I hang up the phone and that’s it—the shift is over. My ducks are all in a row and I can leave. Candace, Irving, Mr. Hampton, Sheila, and even Dorothy are no longer my patients. I am leaving, leaving, leaving. Another nurse, another good-hearted overworked soul in white will take over: night shift. And then tomorrow morning I’ll be back.

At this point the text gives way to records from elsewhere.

use std::time::Instant;

use rayon::prelude::*;
use stacker_engine::{Expander, Game, GameConfig};

use crate::tree::{finish, Child, Leaf};
use crate::{SearchResult, SearchStats, TreeSearch};

/// Best leaf of one root branch, tagged with the branch's position.
struct Partial {
    index: usize,
    leaf: Option<Leaf>,
    stats: SearchStats,
}

impl Partial {
    fn empty() -> Self {
        Self {
            index: usize::MAX,
            leaf: None,
            stats: SearchStats::default(),
        }
    }

    /// Higher score wins; on a tie the earlier branch does, matching the
    /// sequential visiting order.
    fn merge(mut self, other: Self) -> Self {
        self.stats += other.stats;
        let take_other = match (&self.leaf, &other.leaf) {
            (_, None) => false,
            (None, Some(_)) => true,
            (Some(a), Some(b)) => b.score > a.score || (b.score == a.score && other.index < self.index),
        };
        if take_other {
            self.leaf = other.leaf;
            self.index = other.index;
        }
        self
    }
}

impl TreeSearch {
    /// Same result as [`TreeSearch::search`], with the subtree under each
    /// root placement searched on the rayon pool.
    pub fn search_parallel(&self, game: &Game, config: &GameConfig) -> Option<SearchResult> {
        let started = Instant::now();
        let root = self.root(game)?;

        let mut stats = SearchStats::default();
        let mut branches = Vec::new();
        self.expand_node(&root, config, &mut Expander::new(), &mut stats, |child| {
            branches.push(child)
        });

        let merged = branches
            .into_par_iter()
            .enumerate()
            .map_init(Expander::new, |expander, (index, child)| match child {
                Child::Leaf(leaf) => Partial {
                    index,
                    leaf: Some(leaf),
                    stats: SearchStats::default(),
                },
                Child::Node(node) => {
                    let mut stats = SearchStats::default();
                    let leaf = self.run(node, config, expander, &mut stats);
                    Partial { index, leaf, stats }
                }
            })
            .reduce(Partial::empty, Partial::merge);

        stats += merged.stats;
        finish(merged.leaf, stats, started)
    }
}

But for now I do not think about tomorrow. Now is now and I am leaving. I prop my portable phone into one of the chargers at the nurses’ station and am about to toss my papers in the shredder when I remember I may want them tomorrow. Throwing away my notes at the end of the shift always feels definitive, but it also makes me a little regretful. Legal requirements about patient confidentiality demand that my record of a day’s work ends up as thin strips of cheap copy paper, confetti made from the records of four discrete people’s lives.
Holding my notes, I head to the locker room and run into the owlish intern taking care of Mr. Hampton. He stops in the hall, head slightly bent, shoulders turned inward, exactly how he looked this morning. “He’s doing OK with the Rituxan?” he asks. His voice is low and soft and he blinks at me behind his thick glasses.
“He’s doing incredibly well,” I tell him, explaining that Mr. Hampton stopped needing the oxygen, that he sat up on his own in bed, his confusion diminished, and enthusiastically took part in conversation. I smile and the intern, his slightly woebegone expression unchanged, focuses on my face as I keep talking. “I was so worried about him, and he did great.”
“Well,” he says, “If we could know the future our jobs would be a lot easier.” He briefly makes full eye contact and I see again what I first liked about him this morning: underneath the tiredness, the working so hard just to stay afloat, there’s a humaneness that impresses me. It surprises me to realize that I feel a bond with him and I felt it this morning, even though we had only a whisper of acquaintance informed by his workmanlike politeness and the scrupulousness that put him outside Mr. Hampton’s room early in the morning.
I smile a trace of a smile at him and then scrunch together my eyebrows, thinking, How can someone so young be so wise?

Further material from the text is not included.